By default every connected connector syncs every 30 minutes — a balance between freshness and respecting vendor rate limits. For active workspaces (a primary sales Slack, an executive Outlook) you may want faster cadence; for archive-flavored sources (a legacy SharePoint site you connected as a fallback) you may want slower.
## Where to set it
`/integrations/[id]` → Sync cadence row → pick a preset:
- **Default (30 min)** — the platform default. Use this unless you have a reason not to. - **5 min / 15 min / 30 min / 1 hour / 4 hours / 24 hours** — per-connector override. Lands on the audit chain via `external-connector.cadence-set` so a "who set this Slack to 5-min" question has an answer.

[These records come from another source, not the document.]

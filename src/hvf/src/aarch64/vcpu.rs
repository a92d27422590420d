// Copyright 2021 Red Hat, Inc.
// SPDX-License-Identifier: Apache-2.0

use std::sync::Arc;

use tracing::debug;
use vm_memory::{GuestAddress, GuestMemoryMmap};

use counter::RateCounter;

use utils::mach_time::MachAbsoluteTime;

use crate::hypercalls::{
    PSCI_AFFINITY_INFO, PSCI_CPU_OFF, PSCI_CPU_ON, PSCI_CPU_SUSPEND, PSCI_DISABLED, PSCI_FEATURES,
    PSCI_MIGRATE_INFO_TYPE, PSCI_NOT_SUPPORTED, PSCI_SUCCESS, PSCI_SYSTEM_OFF, PSCI_SYSTEM_RESET,
    PSCI_VERSION, PSCI_VERSION_1_1,
};

use crate::aarch64::bindings::{
    hv_reg_t_HV_REG_X1, hv_reg_t_HV_REG_X2, hv_reg_t_HV_REG_X3,
    hv_sys_reg_t_HV_SYS_REG_CNTV_CTL_EL0, hv_sys_reg_t_HV_SYS_REG_CNTV_CVAL_EL0,
};

use super::bindings::{
    hv_exit_reason_t_HV_EXIT_REASON_CANCELED, hv_exit_reason_t_HV_EXIT_REASON_EXCEPTION,
    hv_exit_reason_t_HV_EXIT_REASON_VTIMER_ACTIVATED, hv_interrupt_type_t_HV_INTERRUPT_TYPE_FIQ,
    hv_interrupt_type_t_HV_INTERRUPT_TYPE_IRQ, hv_reg_t, hv_reg_t_HV_REG_CPSR, hv_reg_t_HV_REG_FP,
    hv_reg_t_HV_REG_LR, hv_reg_t_HV_REG_PC, hv_reg_t_HV_REG_X0, hv_sys_reg_t,
    hv_sys_reg_t_HV_SYS_REG_MPIDR_EL1, hv_sys_reg_t_HV_SYS_REG_SP_EL1,
    hv_sys_reg_t_HV_SYS_REG_TPIDR_EL1, hv_sys_reg_t_HV_SYS_REG_VBAR_EL1, hv_vcpu_create,
    hv_vcpu_destroy, hv_vcpu_exit_t, hv_vcpu_get_reg, hv_vcpu_get_sys_reg, hv_vcpu_run,
    hv_vcpu_set_pending_interrupt, hv_vcpu_set_reg, hv_vcpu_set_sys_reg, hv_vcpu_set_vtimer_mask,
    hv_vcpu_t, hv_vcpus_exit,
};
use super::{Error, HvfError, HvfVm};

counter::counter! {
    COUNT_EXIT_TOTAL in "hvf.vmexit.total": RateCounter = RateCounter::new(FILTER);
    COUNT_EXIT_HVC in "hvf.vmexit.hvc": RateCounter = RateCounter::new(FILTER);
    COUNT_EXIT_MMIO_READ in "hvf.vmexit.mmio.read": RateCounter = RateCounter::new(FILTER);
    COUNT_EXIT_MMIO_WRITE in "hvf.vmexit.mmio.write": RateCounter = RateCounter::new(FILTER);
    COUNT_EXIT_SYSREG in "hvf.vmexit.sysreg": RateCounter = RateCounter::new(FILTER);
    COUNT_EXIT_WFE_INDEFINITE in "hvf.vmexit.wfe.indefinite": RateCounter = RateCounter::new(FILTER);
    COUNT_EXIT_WFE_TIMED in "hvf.vmexit.wfe.timed": RateCounter = RateCounter::new(FILTER);
    COUNT_EXIT_VTIMER in "hvf.vmexit.vtimer": RateCounter = RateCounter::new(FILTER);
}

const PSR_MODE_EL0T: u64 = 0x0000_0000;
const PSR_MODE_EL1T: u64 = 0x0000_0004;
const PSR_MODE_EL1H: u64 = 0x0000_0005;
const PSR_MODE_MASK: u64 = 0x0000_000f;

const PSR_F_BIT: u64 = 0x0000_0040;
const PSR_I_BIT: u64 = 0x0000_0080;
const PSR_A_BIT: u64 = 0x0000_0100;
const PSR_D_BIT: u64 = 0x0000_0200;
const INITIAL_PSTATE: u64 = PSR_A_BIT | PSR_F_BIT | PSR_I_BIT | PSR_D_BIT | PSR_MODE_EL1H;

const EC_WFX_TRAP: u64 = 0x1;
const EC_AA64_HVC: u64 = 0x16;
const EC_AA64_SMC: u64 = 0x17;
const EC_SYSTEMREGISTERTRAP: u64 = 0x18;
const EC_DATAABORT: u64 = 0x24;
const EC_AA64_BKPT: u64 = 0x3c;

macro_rules! arm64_sys_reg {
    ($name: tt, $op0: tt, $op1: tt, $op2: tt, $crn: tt, $crm: tt) => {
        const $name: u64 = ($op0 as u64) << 20
            | ($op2 as u64) << 17
            | ($op1 as u64) << 14
            | ($crn as u64) << 10
            | ($crm as u64) << 1;
    };
}

arm64_sys_reg!(SYSREG_MASK, 0x3, 0x7, 0x7, 0xf, 0xf);

#[repr(u32)]
pub enum InterruptType {
    Irq = hv_interrupt_type_t_HV_INTERRUPT_TYPE_IRQ,
    Fiq = hv_interrupt_type_t_HV_INTERRUPT_TYPE_FIQ,
}

pub struct VcpuId(pub u64);

impl VcpuId {
    pub fn to_mpidr(&self) -> u64 {
        self.0 << 8
    }
}

#[derive(Debug)]
pub enum VcpuExit<'a> {
    Breakpoint,
    Canceled,
    CpuOn(u64, u64, u64),
    CpuOff,
    HypervisorCall,
    MmioRead(u64, &'a mut [u8]),
    MmioWrite(u64, &'a [u8]),
    SecureMonitorCall,
    Shutdown,
    SystemRegister {
        sys_reg: u64,
        arg_reg_idx: u32,
        is_read: bool,
    },
    VtimerActivated,
    WaitForEvent,
    WaitForEventDeadline(MachAbsoluteTime),
}

struct MmioRead {
    addr: u64,
    len: usize,
    srt: u32,
}

#[derive(Debug, Clone, Copy)]
pub struct HvVcpuRef(hv_vcpu_t);

pub struct HvfVcpu {
    hv_vcpu: HvVcpuRef,
    vcpu_exit_ptr: *mut hv_vcpu_exit_t,
    mmio_buf: [u8; 8],
    pending_mmio_read: Option<MmioRead>,
    pending_advance_pc: bool,

    guest_mem: GuestMemoryMmap,

    _hvf_vm: Arc<HvfVm>,
}
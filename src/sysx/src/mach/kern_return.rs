use mach2::kern_return::kern_return_t;

#[derive(Debug, Copy, Clone, Hash, Eq, PartialEq)]
#[must_use]
pub enum KernReturn {
    Success,
    InvalidAddress,
    ProtectionFailure,
    NoSpace,
    InvalidArgument,
    Failure,
    ResourceShortage,
    NotReceiver,
    NoAccess,
    MemoryFailure,
    MemoryError,
    AlreadyInSet,
    NotInSet,
    NameExists,
    Aborted,
    InvalidName,
    InvalidTask,
    InvalidRight,
    InvalidValue,
    UrefsOverflow,
    InvalidCapability,
    RightExists,
    InvalidHost,
    MemoryPresent,
    MemoryDataMoved,
    MemoryRestartCopy,
    InvalidProcessorSet,
    PolicyLimit,
    InvalidPolicy,
    InvalidObject,
    AlreadyWaiting,
    DefaultSet,
    ExceptionProtected,
    InvalidLedger,
    InvalidMemoryControl,
    InvalidSecurity,
    NotDepressed,
    Terminated,
    LockSetDestroyed,
    LockUnstable,
    LockOwned,
    LockOwnedSelf,
    SemaphoreDestroyed,
    RpcServerTerminated,
    RpcTerminateOrphan,
    RpcContinueOrphan,
    NotSupported,
    NodeDown,
    NotWaiting,
    OperationTimedOut,
    CodesignError,
    PolicyStatic,
    ReturnMax,
    Unknown(kern_return_t),
}

impl KernReturn {
    pub fn new(raw: kern_return_t) -> Self {
        use mach2::kern_return::*;

        // let raw = ((raw as u32) & ((1u32 << 28) - 1)) as i32;

        match raw {
            KERN_SUCCESS => Self::Success,
            KERN_INVALID_ADDRESS => Self::InvalidAddress,
            KERN_PROTECTION_FAILURE => Self::ProtectionFailure,
            KERN_NO_SPACE => Self::NoSpace,
            KERN_INVALID_ARGUMENT => Self::InvalidArgument,
            KERN_FAILURE => Self::Failure,
            KERN_RESOURCE_SHORTAGE => Self::ResourceShortage,
            KERN_NOT_RECEIVER => Self::NotReceiver,
            KERN_NO_ACCESS => Self::NoAccess,
            KERN_MEMORY_FAILURE => Self::MemoryFailure,
            KERN_MEMORY_ERROR => Self::MemoryError,
            KERN_ALREADY_IN_SET => Self::AlreadyInSet,
            KERN_NOT_IN_SET => Self::NotInSet,
            KERN_NAME_EXISTS => Self::NameExists,
            KERN_ABORTED => Self::Aborted,
            KERN_INVALID_NAME => Self::InvalidName,
            KERN_INVALID_TASK => Self::InvalidTask,
            KERN_INVALID_RIGHT => Self::InvalidRight,
            KERN_INVALID_VALUE => Self::InvalidValue,
            KERN_UREFS_OVERFLOW => Self::UrefsOverflow,
            KERN_INVALID_CAPABILITY => Self::InvalidCapability,
            KERN_RIGHT_EXISTS => Self::RightExists,
            KERN_INVALID_HOST => Self::InvalidHost,
            KERN_MEMORY_PRESENT => Self::MemoryPresent,
            KERN_MEMORY_DATA_MOVED => Self::MemoryDataMoved,
            KERN_MEMORY_RESTART_COPY => Self::MemoryRestartCopy,
            KERN_INVALID_PROCESSOR_SET => Self::InvalidProcessorSet,
            KERN_POLICY_LIMIT => Self::PolicyLimit,
            KERN_INVALID_POLICY => Self::InvalidPolicy,
            KERN_INVALID_OBJECT => Self::InvalidObject,
            KERN_ALREADY_WAITING => Self::AlreadyWaiting,
            KERN_DEFAULT_SET => Self::DefaultSet,
            KERN_EXCEPTION_PROTECTED => Self::ExceptionProtected,
            KERN_INVALID_LEDGER => Self::InvalidLedger,
            KERN_INVALID_MEMORY_CONTROL => Self::InvalidMemoryControl,
            KERN_INVALID_SECURITY => Self::InvalidSecurity,
            KERN_NOT_DEPRESSED => Self::NotDepressed,
            KERN_TERMINATED => Self::Terminated,
            KERN_LOCK_SET_DESTROYED => Self::LockSetDestroyed,
            KERN_LOCK_UNSTABLE => Self::LockUnstable,
            KERN_LOCK_OWNED => Self::LockOwned,
            KERN_LOCK_OWNED_SELF => Self::LockOwnedSelf,
            KERN_SEMAPHORE_DESTROYED => Self::SemaphoreDestroyed,
            KERN_RPC_SERVER_TERMINATED => Self::RpcServerTerminated,
            KERN_RPC_TERMINATE_ORPHAN => Self::RpcTerminateOrphan,
            KERN_RPC_CONTINUE_ORPHAN => Self::RpcContinueOrphan,
            KERN_NOT_SUPPORTED => Self::NotSupported,
            KERN_NODE_DOWN => Self::NodeDown,
            KERN_NOT_WAITING => Self::NotWaiting,
            KERN_OPERATION_TIMED_OUT => Self::OperationTimedOut,
            KERN_CODESIGN_ERROR => Self::CodesignError,
            KERN_POLICY_STATIC => Self::PolicyStatic,
            KERN_RETURN_MAX => Self::ReturnMax,
            v => Self::Unknown(v),
        }
    }

    pub fn is_ok(self) -> bool {
        self == KernReturn::Success
    }

    pub fn as_result(self) -> Result<(), Self> {
        match self.is_ok() {
            true => Ok(()),
            false => Err(self),
        }
    }

    #[track_caller]
    pub fn unwrap(self) {
        assert!(self.is_ok(), "{self:?}");
    }
}
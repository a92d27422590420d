pub mod device;
pub mod mmio;
pub mod mmio_util;

pub use device::{GicV3, InterruptId, PeId};
pub use mmio_util::mmio_range;
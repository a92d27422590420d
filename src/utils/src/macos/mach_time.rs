// Copyright 2021 Sergio Lopez. All rights reserved.
//
// SPDX-License-Identifier: (Apache-2.0 AND BSD-3-Clause)

//! A tick count from `mach_absolute_time`, plus the host timebase needed to
//! turn it into wall-clock time. Used to honor HVF's `WaitForEventDeadline`
//! vCPU exit, which hands back a raw mach time rather than a `Duration`.

use std::time::Duration;

use mach2::mach_time::{mach_absolute_time, mach_timebase_info, mach_wait_until};

#[derive(Debug, Clone, Copy, PartialEq, Eq, PartialOrd, Ord)]
pub struct MachAbsoluteTime(u64);

impl MachAbsoluteTime {
    pub fn now() -> Self {
        MachAbsoluteTime(unsafe { mach_absolute_time() })
    }

    pub fn from_raw(ticks: u64) -> Self {
        MachAbsoluteTime(ticks)
    }

    pub fn as_raw(&self) -> u64 {
        self.0
    }

    /// Blocks the calling thread until this deadline, or returns
    /// immediately if it has already passed.
    pub fn wait_until(&self) {
        unsafe {
            mach_wait_until(self.0);
        }
    }

    /// How far in the future this deadline is, relative to now. `None` if
    /// it has already passed.
    pub fn duration_until_now(&self) -> Option<Duration> {
        let now = Self::now();
        if self.0 <= now.0 {
            return None;
        }
        Some(ticks_to_duration(self.0 - now.0))
    }
}

fn ticks_to_duration(ticks: u64) -> Duration {
    let mut info = mach_timebase_info { numer: 0, denom: 0 };
    unsafe {
        mach_timebase_info(&mut info);
    }
    let nanos = (ticks as u128) * info.numer as u128 / info.denom as u128;
    Duration::from_nanos(nanos as u64)
}
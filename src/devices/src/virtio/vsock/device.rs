use bitflags::bitflags;
use gruel::{define_waker_set, BoundSignalChannelRef, ParkWaker, SignalChannel};
use newt::{make_bit_flag_range, BitFlagRange};
use std::sync::atomic::AtomicUsize;
use std::sync::Arc;
use std::thread::JoinHandle;

use virtio_bindings::{virtio_config::VIRTIO_F_VERSION_1, virtio_ring::VIRTIO_RING_F_EVENT_IDX};
use vm_memory::GuestMemoryMmap;

use super::super::{ActivateResult, DeviceState, Queue as VirtQueue, VirtioDevice, VirtioShmRegion};
use super::host::VsockShared;
use super::worker::VsockWorker;
use crate::legacy::Gic;
use crate::virtio::VirtioQueueSignals;
use utils::Mutex;

define_waker_set! {
    #[derive(Default)]
    pub(crate) struct VsockWakers {
        park: ParkWaker,
    }
}

bitflags! {
    #[derive(Debug, Copy, Clone, Hash, Eq, PartialEq)]
    pub(crate) struct VsockSignalMask: u64 {
        const INTERRUPT = 1 << 0;
        const SHUTDOWN_WORKER = 1 << 1;
        const OUTBOUND = 1 << 2;
        const QUEUES = u64::MAX << 3;
    }
}

pub(crate) const VSOCK_QUEUE_SIGS: BitFlagRange<VsockSignalMask> =
    make_bit_flag_range!(mask VsockSignalMask::QUEUES);

pub(crate) type VsockSignalChannel = SignalChannel<VsockSignalMask, VsockWakers>;

mod defs {
    pub const NUM_QUEUES: usize = 2;
    pub const QUEUE_SIZES: &[u16] = &[256; NUM_QUEUES];
    pub const RX_INDEX: usize = 0;
    pub const TX_INDEX: usize = 1;

    pub mod uapi {
        pub const VIRTIO_ID_VSOCK: u32 = 19;
    }
}

pub use defs::uapi::VIRTIO_ID_VSOCK as TYPE_VSOCK;
pub(crate) use defs::{RX_INDEX, TX_INDEX};

/// The host-exec command channel's virtio transport: a cut-down
/// virtio-vsock carrying only what [`super::VsockChannel`] needs —
/// host-initiated stream connections, no credit accounting.
pub struct VsockDevice {
    queues: Vec<VirtQueue>,
    signals: Arc<VsockSignalChannel>,
    avail_features: u64,
    acked_features: u64,
    interrupt_status: Arc<AtomicUsize>,
    intc: Option<Arc<Mutex<Gic>>>,
    irq_line: Option<u32>,
    device_state: DeviceState,
    worker_thread: Option<JoinHandle<()>>,
    shared: Arc<VsockShared>,
}

impl VsockDevice {
    pub fn new() -> Self {
        let queues: Vec<VirtQueue> = defs::QUEUE_SIZES.iter().map(|&max_size| VirtQueue::new(max_size)).collect();
        let signals = Arc::new(SignalChannel::new(VsockWakers::default()));
        VsockDevice {
            queues,
            shared: Arc::new(VsockShared::new(signals.clone())),
            signals,
            avail_features: (1u64 << VIRTIO_F_VERSION_1) | (1u64 << VIRTIO_RING_F_EVENT_IDX),
            acked_features: 0,
            interrupt_status: Arc::new(AtomicUsize::new(0)),
            intc: None,
            irq_line: None,
            device_state: DeviceState::Inactive,
            worker_thread: None,
        }
    }

    pub fn set_intc(&mut self, intc: Arc<Mutex<Gic>>) {
        self.intc = Some(intc);
    }

    pub fn set_shm_region(&mut self, _shm_region: VirtioShmRegion) {}

    /// Handle onto the connect/send/recv API, independent of the
    /// device's own lifecycle.
    pub fn shared(&self) -> Arc<VsockShared> {
        self.shared.clone()
    }
}

impl Default for VsockDevice {
    fn default() -> Self {
        Self::new()
    }
}

impl VirtioDevice for VsockDevice {
    fn avail_features(&self) -> u64 {
        self.avail_features
    }

    fn acked_features(&self) -> u64 {
        self.acked_features
    }

    fn set_acked_features(&mut self, acked_features: u64) {
        self.acked_features = acked_features
    }

    fn device_type(&self) -> u32 {
        TYPE_VSOCK
    }

    fn queues(&self) -> &[VirtQueue] {
        &self.queues
    }

    fn queues_mut(&mut self) -> &mut [VirtQueue] {
        &mut self.queues
    }

    fn queue_signals(&self) -> VirtioQueueSignals {
        VirtioQueueSignals::new(self.signals.clone(), VSOCK_QUEUE_SIGS)
    }

    fn interrupt_signal(&self) -> BoundSignalChannelRef<'_> {
        BoundSignalChannelRef::new(&*self.signals, VsockSignalMask::INTERRUPT)
    }

    fn interrupt_status(&self) -> Arc<AtomicUsize> {
        self.interrupt_status.clone()
    }

    fn set_irq_line(&mut self, irq: u32) {
        self.irq_line = Some(irq);
    }

    fn read_config(&self, _offset: u64, _data: &mut [u8]) {}

    fn write_config(&mut self, _offset: u64, _data: &[u8]) {}

    fn activate(&mut self, mem: GuestMemoryMmap) -> ActivateResult {
        if self.worker_thread.is_some() {
            panic!("virtio_vsock: worker thread already exists");
        }

        let event_idx = (self.acked_features & (1 << VIRTIO_RING_F_EVENT_IDX)) != 0;
        self.queues[RX_INDEX].set_event_idx(event_idx);
        self.queues[TX_INDEX].set_event_idx(event_idx);

        let worker = VsockWorker::new(
            self.signals.clone(),
            self.queues.clone(),
            self.interrupt_status.clone(),
            self.intc.clone(),
            self.irq_line,
            mem.clone(),
            self.shared.clone(),
        );
        self.worker_thread = Some(worker.run());
        self.device_state = DeviceState::Activated(mem);
        Ok(())
    }

    fn is_activated(&self) -> bool {
        matches!(self.device_state, DeviceState::Activated(_))
    }

    fn reset(&mut self) -> bool {
        if let Some(worker) = self.worker_thread.take() {
            self.signals.assert(VsockSignalMask::SHUTDOWN_WORKER);
            if let Err(e) = worker.join() {
                tracing::error!("error waiting for vsock worker thread: {:?}", e);
            }
        }
        self.device_state = DeviceState::Inactive;
        true
    }
}
use std::{thread, time::Duration};

use counter::{counter, default_env_filter, display_every, TotalCounter};

counter! {
    pub TIMES_CALLED: TotalCounter = TotalCounter::new("foo");
}

fn main() {
    thread::spawn(|| loop {
        TIMES_CALLED.count();
    });

    let _guard = display_every(default_env_filter(), Duration::from_secs_f32(0.5));

    thread::sleep(Duration::from_secs_f32(10.));
}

## Lower bound is 5 minutes for a reason
Slack's app-level rate limit on `conversations.history` is 50 calls/min/workspace; a chatty 50-channel workspace would exhaust that within seconds at sub-minute cadence. The 5-minute floor protects you from accidentally setting a cadence that gets your bot rate-limited (which would silently break sync).
## How the cron uses it
The recurring sync cron fires every 30 minutes globally. On each tick, it selects connected connectors where `now - lastSyncCompletedAt > cadence - 5 minutes`. So:
- 5-min cadence → cutoff is 0 minutes → syncs every tick the cron fires (i.e. every 30 min ceiling, but the connector is "due" every tick) - 30-min cadence → cutoff is 25 minutes → syncs roughly every cron tick (the original D225 default behavior) - 24h cadence → cutoff is 23h 55min → syncs once per day on the cron tick that crosses the threshold
## Manual sync still works
The Sync now button on `/integrations/[id]` ignores the cadence override and dispatches an immediate sync. Use it after configuration changes or when you want fresh content NOW.